## [DIRECTIONS FOR THIS TASK]
Going line by line through the entries, count those containing "store" and state only the result.
*** Opening RECORDS FOR THIS EXERCISE ***
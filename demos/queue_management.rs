//! Inspect and manage the server queue and history.
//!
//! ```sh
//! cargo run --example queue_management
//! ```

use comfyui_client::ComfyClient;

#[tokio::main]
async fn main() -> std::result::Result<(), Box<dyn std::error::Error>> {
    tracing_subscriber::fmt()
        .with_env_filter(tracing_subscriber::EnvFilter::from_default_env())
        .init();

    let client = ComfyClient::new("http://127.0.0.1:8188");

    let stats = client.system_stats().await?;
    println!("{} / python {}", stats.system.os, stats.system.python_version);
    for device in &stats.devices {
        println!(
            "  {} ({}): {} MiB free of {} MiB",
            device.name,
            device.device_type,
            device.vram_free / (1024 * 1024),
            device.vram_total / (1024 * 1024)
        );
    }

    let queue = client.queue().await?;
    println!(
        "\nQueue: {} running, {} pending",
        queue.running_count(),
        queue.pending_count()
    );
    for record in queue.running.iter().chain(&queue.pending) {
        println!(
            "  #{} {} ({} nodes)",
            record.number,
            record.prompt_id,
            record.workflow.len()
        );
    }

    let history = client.history(None).await?;
    println!("\nHistory: {} prompt(s)", history.len());
    for (prompt_id, entry) in &history {
        let outcome = match entry.status.execution_error() {
            Some(err) => format!("failed: {}", err.exception_message),
            None => entry.status.status_str.clone(),
        };
        println!("  {} {} image(s), {}", prompt_id, entry.images().len(), outcome);
    }

    let loras = client.models(Some("loras")).await?;
    println!("\nLoRAs ({}):", loras.len());
    for lora in &loras {
        println!("  - {}", lora);
    }

    Ok(())
}
use axum::{
    extract::{Path, State},
    http::{HeaderMap, StatusCode},
    routing::{get, post},
    Json, Router,
};
use tracing::instrument;
use uuid::Uuid;

use crate::{
    auth::jwt::AuthUser,
    error::ApiError,
    recipes::{
        dto::{CreateRecipe, RecipeView, UpdateRecipe},
        services,
    },
    state::AppState,
};

pub fn read_routes() -> Router<AppState> {
    Router::new()
        .route("/recipes", get(list_recipes))
        .route("/recipes/:id", get(get_recipe))
}

pub fn write_routes() -> Router<AppState> {
    Router::new()
        .route("/recipes", post(create_recipe))
        .route("/recipes/user", get(list_own_recipes))
        .route("/recipes/:id", axum::routing::put(update_recipe).delete(delete_recipe))
}

#[instrument(skip(state))]
async fn list_recipes(State(state): State<AppState>) -> Result<Json<Vec<RecipeView>>, ApiError> {
    let recipes = services::get_all(state.store.as_ref()).await?;
    Ok(Json(recipes))
}

#[instrument(skip(state))]
async fn get_recipe(
    State(state): State<AppState>,
    Path(id): Path<Uuid>,
) -> Result<Json<RecipeView>, ApiError> {
    let recipe = services::get_by_id(state.store.as_ref(), id).await?;
    Ok(Json(recipe))
}

#[instrument(skip(state))]
async fn list_own_recipes(
    State(state): State<AppState>,
    AuthUser(user_id): AuthUser,
) -> Result<Json<Vec<RecipeView>>, ApiError> {
    let recipes = services::get_by_owner(state.store.as_ref(), user_id).await?;
    Ok(Json(recipes))
}

#[instrument(skip(state, payload))]
async fn create_recipe(
    State(state): State<AppState>,
    AuthUser(user_id): AuthUser,
    Json(payload): Json<CreateRecipe>,
) -> Result<(StatusCode, HeaderMap, Json<RecipeView>), ApiError> {
    let recipe = services::create(state.store.as_ref(), user_id, payload).await?;

    let mut headers = HeaderMap::new();
    if let Ok(location) = format!("/api/recipes/{}", recipe.id).parse() {
        headers.insert(axum::http::header::LOCATION, location);
    }
    Ok((StatusCode::CREATED, headers, Json(recipe)))
}

#[instrument(skip(state, payload))]
async fn update_recipe(
    State(state): State<AppState>,
    AuthUser(user_id): AuthUser,
    Path(id): Path<Uuid>,
    Json(payload): Json<UpdateRecipe>,
) -> Result<Json<RecipeView>, ApiError> {
    let recipe = services::update(state.store.as_ref(), id, user_id, payload).await?;
    Ok(Json(recipe))
}

#[instrument(skip(state))]
async fn delete_recipe(
    State(state): State<AppState>,
    AuthUser(user_id): AuthUser,
    Path(id): Path<Uuid>,
) -> Result<Json<bool>, ApiError> {
    let deleted = services::delete(state.store.as_ref(), id, user_id).await?;
    Ok(Json(deleted))
}
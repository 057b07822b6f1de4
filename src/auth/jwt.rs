use std::time::Duration;

use axum::{
    async_trait,
    extract::{FromRef, FromRequestParts},
    http::request::Parts,
};
use jsonwebtoken::{decode, encode, DecodingKey, EncodingKey, Header, Validation};
use serde::{Deserialize, Serialize};
use time::{Duration as TimeDuration, OffsetDateTime};
use tracing::{debug, warn};
use uuid::Uuid;

use crate::{config::JwtConfig, error::ApiError, state::AppState};

/// JWT payload. The subject is the authenticated user's id; everything else is
/// standard issuer/audience/expiry validation material.
#[derive(Debug, Clone, Serialize, Deserialize)]
pub struct Claims {
    pub sub: Uuid,
    pub iat: usize,
    pub exp: usize,
    pub iss: String,
    pub aud: String,
}

/// Token issuer: holds signing and verification keys plus claim config.
#[derive(Clone)]
pub struct JwtKeys {
    pub encoding: EncodingKey,
    pub decoding: DecodingKey,
    pub issuer: String,
    pub audience: String,
    pub ttl: Duration,
}

impl From<&JwtConfig> for JwtKeys {
    fn from(cfg: &JwtConfig) -> Self {
        Self {
            encoding: EncodingKey::from_secret(cfg.secret.as_bytes()),
            decoding: DecodingKey::from_secret(cfg.secret.as_bytes()),
            issuer: cfg.issuer.clone(),
            audience: cfg.audience.clone(),
            ttl: Duration::from_secs((cfg.ttl_minutes as u64) * 60),
        }
    }
}

impl FromRef<AppState> for JwtKeys {
    fn from_ref(state: &AppState) -> Self {
        JwtKeys::from(&state.config.jwt)
    }
}

impl JwtKeys {
    pub fn sign(&self, user_id: Uuid) -> anyhow::Result<String> {
        let now = OffsetDateTime::now_utc();
        let exp = now + TimeDuration::seconds(self.ttl.as_secs() as i64);
        let claims = Claims {
            sub: user_id,
            iat: now.unix_timestamp() as usize,
            exp: exp.unix_timestamp() as usize,
            iss: self.issuer.clone(),
            aud: self.audience.clone(),
        };
        let token = encode(&Header::default(), &claims, &self.encoding)?;
        debug!(user_id = %user_id, "jwt signed");
        Ok(token)
    }

    pub fn verify(&self, token: &str) -> anyhow::Result<Claims> {
        let mut validation = Validation::default();
        validation.set_audience(std::slice::from_ref(&self.audience));
        validation.set_issuer(std::slice::from_ref(&self.issuer));
        let data = decode::<Claims>(token, &self.decoding, &validation)?;
        debug!(user_id = %data.claims.sub, "jwt verified");
        Ok(data.claims)
    }
}

/// Extracts the caller's id from a `Bearer` token on auth-gated routes.
pub struct AuthUser(pub Uuid);

#[async_trait]
impl<S> FromRequestParts<S> for AuthUser
where
    S: Send + Sync,
    JwtKeys: FromRef<S>,
{
    type Rejection = ApiError;

    async fn from_request_parts(parts: &mut Parts, state: &S) -> Result<Self, Self::Rejection> {
        let keys = JwtKeys::from_ref(state);
        let auth_header = parts
            .headers
            .get(axum::http::header::AUTHORIZATION)
            .and_then(|v| v.to_str().ok())
            .ok_or_else(|| ApiError::Unauthorized("Missing Authorization header".into()))?;

        let token = auth_header
            .strip_prefix("Bearer ")
            .ok_or_else(|| ApiError::Unauthorized("Invalid Authorization header".into()))?;

        match keys.verify(token) {
            Ok(claims) => Ok(AuthUser(claims.sub)),
            Err(_) => {
                warn!("invalid or expired token");
                Err(ApiError::Unauthorized("Invalid or expired token".into()))
            }
        }
    }
}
*** Closing RECORDS FOR THIS EXERCISE ***
## [YOUR SOLUTION]
6